Every year about this time, Chinese families in and around San Francisco, and I assume all over the world, gather to pay their respects to their ancestors. There is a two-week period when this happens, and on the weekends during this time window families flock to the cemeteries.
Today was the last day this year for this tradition, and my husband and in-laws all gathered at the grandparents house for breakfast, and then arranging flowers and food. After, we caravanned to three different cemeteries in South San Francisco.
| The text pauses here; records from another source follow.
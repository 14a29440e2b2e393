//! 宏工具函数

use syn::{Field, GenericArgument, PathArguments, Type, TypeParamBound};

/// 从类型中提取第一个泛型参数
pub fn extract_generic_type(ty: &Type) -> Option<&Type> {
    let Type::Path(type_path) = ty else {
        return None;
    };
    let segment = type_path.path.segments.last()?;
    match &segment.arguments {
        PathArguments::AngleBracketed(args) => match args.args.first() {
            Some(GenericArgument::Type(inner_type)) => Some(inner_type),
            _ => None,
        },
        _ => None,
    }
}

/// 检查类型路径最后一段是否为指定名称
pub fn is_type_named(ty: &Type, name: &str) -> bool {
    match ty {
        Type::Path(type_path) => type_path
            .path
            .segments
            .last()
            .map(|segment| segment.ident == name)
            .unwrap_or(false),
        _ => false,
    }
}

/// 检查类型是否为 Option<T>
pub fn is_option_type(ty: &Type) -> bool {
    is_type_named(ty, "Option")
}

/// 检查类型是否为 Arc<T>
pub fn is_arc_type(ty: &Type) -> bool {
    is_type_named(ty, "Arc")
}

/// 提取 `Arc<T>` 中的 `T`
pub fn arc_inner(ty: &Type) -> Option<&Type> {
    if is_arc_type(ty) {
        extract_generic_type(ty)
    } else {
        None
    }
}

/// 检查字段是否标注了 `#[inject(default)]`
pub fn has_inject_default(field: &Field) -> syn::Result<bool> {
    let mut found = false;
    for attr in field.attrs.iter().filter(|attr| attr.path().is_ident("inject")) {
        attr.parse_nested_meta(|meta| {
            if meta.path.is_ident("default") {
                found = true;
                Ok(())
            } else {
                Err(meta.error("不支持的 inject 参数，可用: default"))
            }
        })?;
    }
    Ok(found)
}

/// 检查父 trait 列表中是否已有指定名称的 trait
pub fn has_supertrait<'a>(
    bounds: impl IntoIterator<Item = &'a TypeParamBound>,
    name: &str,
) -> bool {
    bounds.into_iter().any(|bound| match bound {
        TypeParamBound::Trait(trait_bound) => trait_bound
            .path
            .segments
            .last()
            .map(|segment| segment.ident == name)
            .unwrap_or(false),
        _ => false,
    })
}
I’ve always liked this tradition. It guaranties that the whole family gets together at least once per year and spends the day together. It’s a time of remembering and celebrating the family members who are still with us. We take food to the gravesites, burn offerings to the dead, light firecrackers, and there is always lots of bowing to the gravestones. It’s fun and a bit festive. It’s also nice to participate in traditions that have been going on for thousands of years.
The only problem is the traffic and parking around the Chinese cemeteries, which are pack with families all rushing to pay their respects before the time-window closes. It can sometime seem like a madhouse, but with everyone bringing food and flowers and burning offerings, it really quite a spectacle.
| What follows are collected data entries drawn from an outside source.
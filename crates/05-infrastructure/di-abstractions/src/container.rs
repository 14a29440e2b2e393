//! 依赖注入容器配置与统计

/// 容器配置
#[derive(Debug, Clone)]
pub struct ContainerConfig {
    /// 是否启用循环依赖检测
    pub enable_circular_dependency_detection: bool,
    /// 最大解析深度
    pub max_resolution_depth: usize,
}

impl Default for ContainerConfig {
    fn default() -> Self {
        Self {
            enable_circular_dependency_detection: true,
            max_resolution_depth: 100,
        }
    }
}

/// 容器统计信息
#[derive(Debug, Clone, Default, PartialEq, Eq)]
pub struct ContainerStats {
    /// 当前绑定数量
    pub bindings: usize,
    /// 其中隐式绑定数量
    pub implicit_bindings: usize,
    /// 已缓存的单例数量
    pub active_singletons: usize,
    /// 顶层解析次数
    pub resolutions: usize,
    /// 解析错误次数
    pub resolution_errors: usize,
}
After fifteen years of tagging along with my husband on these cemetery days, I’ve noticed that every year the number of family members showing up grows smaller each year, and the time we spend at each grave is shorter. It’s kind of sad that the grand kids and great grand kids are not interested in keeping the tradition. And this year several of the adults were not present. Today, as we moved from grave to grave, I kept thinking that once the current grand folks are in the ground, this tradition will die out. And when it does, I will miss it terribly.